===== AVAILABLE DATA =====
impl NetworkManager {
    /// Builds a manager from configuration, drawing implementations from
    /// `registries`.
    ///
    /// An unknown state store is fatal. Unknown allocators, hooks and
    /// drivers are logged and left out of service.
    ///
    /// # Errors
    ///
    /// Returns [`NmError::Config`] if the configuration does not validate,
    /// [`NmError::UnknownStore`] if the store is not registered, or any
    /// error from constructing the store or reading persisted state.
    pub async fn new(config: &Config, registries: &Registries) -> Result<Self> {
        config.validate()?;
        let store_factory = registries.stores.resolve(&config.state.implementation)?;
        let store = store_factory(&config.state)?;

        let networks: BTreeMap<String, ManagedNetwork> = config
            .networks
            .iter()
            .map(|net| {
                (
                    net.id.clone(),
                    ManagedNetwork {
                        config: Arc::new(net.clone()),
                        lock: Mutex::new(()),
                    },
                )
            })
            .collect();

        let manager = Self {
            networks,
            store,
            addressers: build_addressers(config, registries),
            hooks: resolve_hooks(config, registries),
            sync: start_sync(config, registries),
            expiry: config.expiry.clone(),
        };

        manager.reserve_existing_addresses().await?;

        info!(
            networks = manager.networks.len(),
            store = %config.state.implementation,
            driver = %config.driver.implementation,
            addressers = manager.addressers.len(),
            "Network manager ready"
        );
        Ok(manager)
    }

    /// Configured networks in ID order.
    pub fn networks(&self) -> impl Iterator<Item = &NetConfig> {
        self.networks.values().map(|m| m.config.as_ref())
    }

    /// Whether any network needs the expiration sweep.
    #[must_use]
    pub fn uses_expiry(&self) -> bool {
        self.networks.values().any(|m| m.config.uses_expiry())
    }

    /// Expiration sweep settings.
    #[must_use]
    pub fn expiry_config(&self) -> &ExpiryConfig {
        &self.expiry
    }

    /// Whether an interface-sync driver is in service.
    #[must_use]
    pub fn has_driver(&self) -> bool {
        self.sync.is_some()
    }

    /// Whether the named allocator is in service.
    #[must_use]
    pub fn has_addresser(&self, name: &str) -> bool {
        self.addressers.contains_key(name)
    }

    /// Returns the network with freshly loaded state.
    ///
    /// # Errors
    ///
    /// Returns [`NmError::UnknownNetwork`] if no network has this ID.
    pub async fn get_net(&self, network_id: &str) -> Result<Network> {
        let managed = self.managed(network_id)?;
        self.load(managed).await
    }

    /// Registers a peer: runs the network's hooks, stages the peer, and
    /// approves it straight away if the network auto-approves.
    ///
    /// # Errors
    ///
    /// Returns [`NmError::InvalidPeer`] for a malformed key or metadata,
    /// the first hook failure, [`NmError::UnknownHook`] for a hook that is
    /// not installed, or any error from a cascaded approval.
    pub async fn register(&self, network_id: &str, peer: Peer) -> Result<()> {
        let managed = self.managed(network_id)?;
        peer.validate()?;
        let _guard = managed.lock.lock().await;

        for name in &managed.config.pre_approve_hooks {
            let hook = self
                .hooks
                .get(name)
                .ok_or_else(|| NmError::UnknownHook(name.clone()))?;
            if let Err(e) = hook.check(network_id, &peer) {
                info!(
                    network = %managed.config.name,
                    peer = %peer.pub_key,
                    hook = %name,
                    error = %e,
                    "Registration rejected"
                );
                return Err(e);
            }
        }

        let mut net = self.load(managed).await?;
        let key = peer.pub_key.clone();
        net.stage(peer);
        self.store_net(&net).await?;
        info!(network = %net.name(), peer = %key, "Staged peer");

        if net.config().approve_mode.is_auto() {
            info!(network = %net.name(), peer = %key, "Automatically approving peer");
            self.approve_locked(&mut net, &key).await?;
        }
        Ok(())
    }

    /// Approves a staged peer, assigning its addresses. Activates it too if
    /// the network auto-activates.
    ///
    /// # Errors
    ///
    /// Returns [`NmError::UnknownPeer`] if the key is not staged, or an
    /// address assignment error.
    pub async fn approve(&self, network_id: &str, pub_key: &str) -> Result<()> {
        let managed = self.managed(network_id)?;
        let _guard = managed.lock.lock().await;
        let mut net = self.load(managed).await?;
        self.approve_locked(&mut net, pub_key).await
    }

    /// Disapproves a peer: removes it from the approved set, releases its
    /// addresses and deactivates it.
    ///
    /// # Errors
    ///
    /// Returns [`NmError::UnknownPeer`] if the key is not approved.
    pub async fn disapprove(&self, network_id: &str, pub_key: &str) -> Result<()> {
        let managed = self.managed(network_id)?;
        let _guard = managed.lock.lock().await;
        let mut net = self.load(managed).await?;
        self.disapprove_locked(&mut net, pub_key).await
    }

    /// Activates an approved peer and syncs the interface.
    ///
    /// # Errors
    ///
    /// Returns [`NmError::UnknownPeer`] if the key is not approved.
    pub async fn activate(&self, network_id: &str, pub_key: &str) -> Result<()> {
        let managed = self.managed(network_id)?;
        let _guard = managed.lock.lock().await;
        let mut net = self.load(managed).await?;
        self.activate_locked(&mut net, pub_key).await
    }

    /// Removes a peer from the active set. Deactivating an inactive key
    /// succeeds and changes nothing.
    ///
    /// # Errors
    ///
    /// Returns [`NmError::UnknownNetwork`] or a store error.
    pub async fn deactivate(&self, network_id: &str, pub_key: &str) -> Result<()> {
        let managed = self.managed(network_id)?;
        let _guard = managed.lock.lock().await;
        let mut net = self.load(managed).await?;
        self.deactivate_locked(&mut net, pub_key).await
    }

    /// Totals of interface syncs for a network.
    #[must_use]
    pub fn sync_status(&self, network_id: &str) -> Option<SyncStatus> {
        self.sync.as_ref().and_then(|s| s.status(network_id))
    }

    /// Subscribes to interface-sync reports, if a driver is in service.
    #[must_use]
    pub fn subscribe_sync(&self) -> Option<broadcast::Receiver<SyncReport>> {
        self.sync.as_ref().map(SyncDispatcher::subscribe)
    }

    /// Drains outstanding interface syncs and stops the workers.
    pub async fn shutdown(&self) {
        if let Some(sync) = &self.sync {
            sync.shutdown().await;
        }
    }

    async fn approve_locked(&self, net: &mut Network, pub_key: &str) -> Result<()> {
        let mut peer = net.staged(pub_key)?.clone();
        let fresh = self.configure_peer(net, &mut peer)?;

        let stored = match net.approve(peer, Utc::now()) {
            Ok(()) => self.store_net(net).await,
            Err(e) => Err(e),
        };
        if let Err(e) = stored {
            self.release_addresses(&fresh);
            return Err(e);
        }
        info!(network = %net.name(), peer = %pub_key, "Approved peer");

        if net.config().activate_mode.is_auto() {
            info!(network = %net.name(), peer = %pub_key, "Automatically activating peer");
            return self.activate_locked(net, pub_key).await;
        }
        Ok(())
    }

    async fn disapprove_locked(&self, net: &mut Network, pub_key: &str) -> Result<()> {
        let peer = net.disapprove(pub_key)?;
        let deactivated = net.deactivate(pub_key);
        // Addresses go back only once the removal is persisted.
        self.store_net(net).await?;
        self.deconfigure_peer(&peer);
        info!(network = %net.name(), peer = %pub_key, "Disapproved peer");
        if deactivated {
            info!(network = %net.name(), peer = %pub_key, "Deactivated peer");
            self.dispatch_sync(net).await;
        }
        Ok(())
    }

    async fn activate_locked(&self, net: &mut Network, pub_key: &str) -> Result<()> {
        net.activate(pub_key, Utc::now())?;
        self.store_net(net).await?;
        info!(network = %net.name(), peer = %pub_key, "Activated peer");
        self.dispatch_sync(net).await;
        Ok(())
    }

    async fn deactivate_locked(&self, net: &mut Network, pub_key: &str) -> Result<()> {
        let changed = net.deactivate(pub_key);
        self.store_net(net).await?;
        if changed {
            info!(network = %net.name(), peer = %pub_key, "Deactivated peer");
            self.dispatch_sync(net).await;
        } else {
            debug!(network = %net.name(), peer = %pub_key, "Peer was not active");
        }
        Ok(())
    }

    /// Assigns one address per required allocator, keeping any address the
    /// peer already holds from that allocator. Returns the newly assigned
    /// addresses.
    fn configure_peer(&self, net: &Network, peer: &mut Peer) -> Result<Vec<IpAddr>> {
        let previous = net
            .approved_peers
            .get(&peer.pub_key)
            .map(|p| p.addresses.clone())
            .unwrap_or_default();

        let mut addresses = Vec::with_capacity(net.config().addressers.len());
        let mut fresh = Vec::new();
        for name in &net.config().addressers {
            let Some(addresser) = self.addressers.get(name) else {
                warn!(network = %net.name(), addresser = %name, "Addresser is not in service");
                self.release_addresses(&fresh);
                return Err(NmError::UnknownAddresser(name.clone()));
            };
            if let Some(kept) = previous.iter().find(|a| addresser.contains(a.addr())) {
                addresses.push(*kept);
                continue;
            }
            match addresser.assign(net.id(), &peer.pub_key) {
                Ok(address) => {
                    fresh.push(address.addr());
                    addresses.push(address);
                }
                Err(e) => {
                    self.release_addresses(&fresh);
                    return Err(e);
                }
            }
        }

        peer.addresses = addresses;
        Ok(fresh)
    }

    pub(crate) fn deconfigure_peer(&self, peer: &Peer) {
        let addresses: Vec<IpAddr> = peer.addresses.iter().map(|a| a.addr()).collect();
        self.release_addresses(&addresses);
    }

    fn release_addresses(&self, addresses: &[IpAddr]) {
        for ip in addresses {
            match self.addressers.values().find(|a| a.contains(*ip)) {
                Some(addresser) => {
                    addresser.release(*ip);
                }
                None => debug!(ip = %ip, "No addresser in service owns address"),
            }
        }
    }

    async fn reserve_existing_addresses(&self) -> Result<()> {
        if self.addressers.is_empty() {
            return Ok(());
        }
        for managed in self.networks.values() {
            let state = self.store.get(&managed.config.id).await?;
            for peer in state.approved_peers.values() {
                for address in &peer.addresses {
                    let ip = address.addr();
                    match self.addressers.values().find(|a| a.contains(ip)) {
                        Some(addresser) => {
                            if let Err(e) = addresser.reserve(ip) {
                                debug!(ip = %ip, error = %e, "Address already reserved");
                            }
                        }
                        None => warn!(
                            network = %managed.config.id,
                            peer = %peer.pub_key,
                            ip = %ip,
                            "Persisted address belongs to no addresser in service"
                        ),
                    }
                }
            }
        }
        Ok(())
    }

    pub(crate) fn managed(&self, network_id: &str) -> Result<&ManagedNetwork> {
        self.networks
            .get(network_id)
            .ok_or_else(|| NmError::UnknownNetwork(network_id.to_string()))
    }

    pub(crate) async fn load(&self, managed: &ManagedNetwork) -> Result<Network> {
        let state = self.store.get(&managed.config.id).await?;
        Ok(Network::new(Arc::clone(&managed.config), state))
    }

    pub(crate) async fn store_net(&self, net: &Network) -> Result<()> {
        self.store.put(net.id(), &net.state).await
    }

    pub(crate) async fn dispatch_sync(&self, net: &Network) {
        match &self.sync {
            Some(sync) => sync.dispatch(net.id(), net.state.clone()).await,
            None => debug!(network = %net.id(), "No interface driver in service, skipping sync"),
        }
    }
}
=====
# REQUIRED WORK
Only lines containing the word "already" should be copied from the material above.

# TASK ANSWER
    /// peer already holds from that allocator. Returns the newly assigned
                                debug!(ip = %ip, error = %e, "Address already reserved");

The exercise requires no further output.